One finding that has been reported is the great variability in AMCs as to end-of-life care (Wennberg et al., 2004). Wennberg et al. compared hospice use and end-of-life hospital care among 77 AMCs. They found a large difference in days in the hospital and physician visits during the last six months of life among these hospitals. For example, Medicare patients at NYU Langone Health, when compared to similar patients at Stanford University Medical Center, spent more than twice the time in the hospital (27.1 vs. 10.1 days) and had more than three times the number of physician visits (76.2 vs. 22.6) during the last six months of life. Among the 77 hospitals studied, enrollment in hospice was inversely correlated with hospital days in the last six months of life (r = –0.41), the chance of dying in a hospital (r = –0.51), and the percentage of deaths occurring in association with a stay in the intensive care unit (r = –0.28).
Study Limitations and Future Research
There are several limitations to this study. First, as with any large database, there are limitations related to coding, as we were reliant on specific ICD-9 codes for patient identification and accuracy of patient outcomes. Changes in coding practice rules may affect precision in ensuring that the patient meets both clinical and coding criteria for a specific diagnosis.
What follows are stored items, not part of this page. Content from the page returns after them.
// src/web/routes.rs
use crate::{
    state::AppState,
    web::{
        class_handlers, class_schedule_handlers, gf_handlers, instance_class_handlers,
        leader_handlers, ong_handlers, professor_class_handlers, professor_handlers,
        responsable_handlers, student_class_handlers, student_handlers,
        student_presence_handlers, user_handlers,
    },
};
use axum::{routing::get, Router};

pub fn create_router(app_state: AppState) -> Router {
    // --- Pessoas e organização ---
    let people_routes = Router::new()
        .route("/ongs", get(ong_handlers::list_ongs).post(ong_handlers::create_ong))
        .route(
            "/ongs/{id}",
            get(ong_handlers::get_ong)
                .put(ong_handlers::update_ong)
                .delete(ong_handlers::delete_ong),
        )
        .route("/users", get(user_handlers::list_users).post(user_handlers::create_user))
        .route(
            "/users/{id}",
            get(user_handlers::get_user)
                .put(user_handlers::update_user)
                .delete(user_handlers::delete_user),
        )
        .route("/gfs", get(gf_handlers::list_gfs).post(gf_handlers::create_gf))
        .route(
            "/gfs/{id}",
            get(gf_handlers::get_gf)
                .put(gf_handlers::update_gf)
                .delete(gf_handlers::delete_gf),
        )
        .route(
            "/leaders",
            get(leader_handlers::list_leaders).post(leader_handlers::create_leader),
        )
        .route(
            "/leaders/{id}",
            get(leader_handlers::get_leader)
                .put(leader_handlers::update_leader)
                .delete(leader_handlers::delete_leader),
        )
        // Singular, como no frontend existente
        .route("/leader/{id}/ong", get(leader_handlers::get_leader_ong))
        .route(
            "/professors",
            get(professor_handlers::list_professors).post(professor_handlers::create_professor),
        )
        .route(
            "/professors/{id}",
            get(professor_handlers::get_professor)
                .put(professor_handlers::update_professor)
                .delete(professor_handlers::delete_professor),
        )
        .route(
            "/responsables",
            get(responsable_handlers::list_responsables)
                .post(responsable_handlers::create_responsable),
        )
        .route(
            "/responsables/{id}",
            get(responsable_handlers::get_responsable)
                .put(responsable_handlers::update_responsable)
                .delete(responsable_handlers::delete_responsable),
        )
        .route(
            "/students",
            get(student_handlers::list_students).post(student_handlers::create_student),
        )
        .route(
            "/students/{id}",
            get(student_handlers::get_student)
                .put(student_handlers::update_student)
                .delete(student_handlers::delete_student),
        );

    // --- Turmas, matrículas, horários e presenças ---
    let class_routes = Router::new()
        .route("/classes", get(class_handlers::list_classes).post(class_handlers::create_class))
        .route(
            "/classes/{id}",
            get(class_handlers::get_class)
                .put(class_handlers::update_class)
                .delete(class_handlers::delete_class),
        )
        .route(
            "/student-classes",
            get(student_class_handlers::list_student_classes)
                .post(student_class_handlers::create_student_class),
        )
        .route(
            "/student-classes/{id}",
            get(student_class_handlers::get_student_class)
                .put(student_class_handlers::update_student_class)
                .delete(student_class_handlers::delete_student_class),
        )
        .route(
            "/students-classes/students/{class_id}",
            get(student_class_handlers::list_students_for_class),
        )
        .route(
            "/class-schedules",
            get(class_schedule_handlers::list_class_schedules)
                .post(class_schedule_handlers::create_class_schedule),
        )
        .route(
            "/class-schedules/{id}",
            get(class_schedule_handlers::get_class_schedule)
                .put(class_schedule_handlers::update_class_schedule)
                .delete(class_schedule_handlers::delete_class_schedule),
        )
        .route(
            "/instance-classes",
            get(instance_class_handlers::list_instance_classes)
                .post(instance_class_handlers::create_instance_class),
        )
        .route(
            "/instance-classes/{id}",
            get(instance_class_handlers::get_instance_class)
                .put(instance_class_handlers::update_instance_class)
                .delete(instance_class_handlers::delete_instance_class),
        )
        .route(
            "/instance-classes/{id}/professors",
            get(professor_class_handlers::list_professors_for_instance)
                .post(professor_class_handlers::add_professor_to_instance),
        )
        .route(
            "/professors-instance",
            get(professor_class_handlers::list_professor_classes)
                .post(professor_class_handlers::create_professor_class),
        )
        .route(
            "/professors-instance/{id}",
            get(professor_class_handlers::get_professor_class)
                .put(professor_class_handlers::update_professor_class)
                .delete(professor_class_handlers::delete_professor_class),
        )
        .route(
            "/students-presences-classes",
            get(student_presence_handlers::list_presences)
                .post(student_presence_handlers::create_presence),
        )
        .route(
            "/students-presences-classes/{id}",
            get(student_presence_handlers::get_presence)
                .put(student_presence_handlers::update_presence)
                .delete(student_presence_handlers::delete_presence),
        );

    // --- Router Final ---
    Router::new()
        .route("/", get(|| async { "Index Route :)" }))
        .nest("/api", people_routes.merge(class_routes))
        .with_state(app_state)
}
Second, because of modifications in the NIS dataset, tracking trends in discharge disposition to hospice beyond 2011 is not possible. Third, we cannot determine causality from the NIS database. A well-designed prospective study may be needed to evaluate causative factors associated with the changes in hospice use and in-hospital mortality.
For six diagnoses (CHF, COPD, AMI, AMI with cardiogenic shock, septic shock, and lung neoplasm) in the NIS database evaluated from 2007 to 2011, hospice use rose steadily as observed mortality decreased. Because patients who would have died during hospitalization are transferred to hospice status and are no longer considered hospital mortalities, variability among hospitals as to hospice use could reward or penalize hospitals as to public reporting.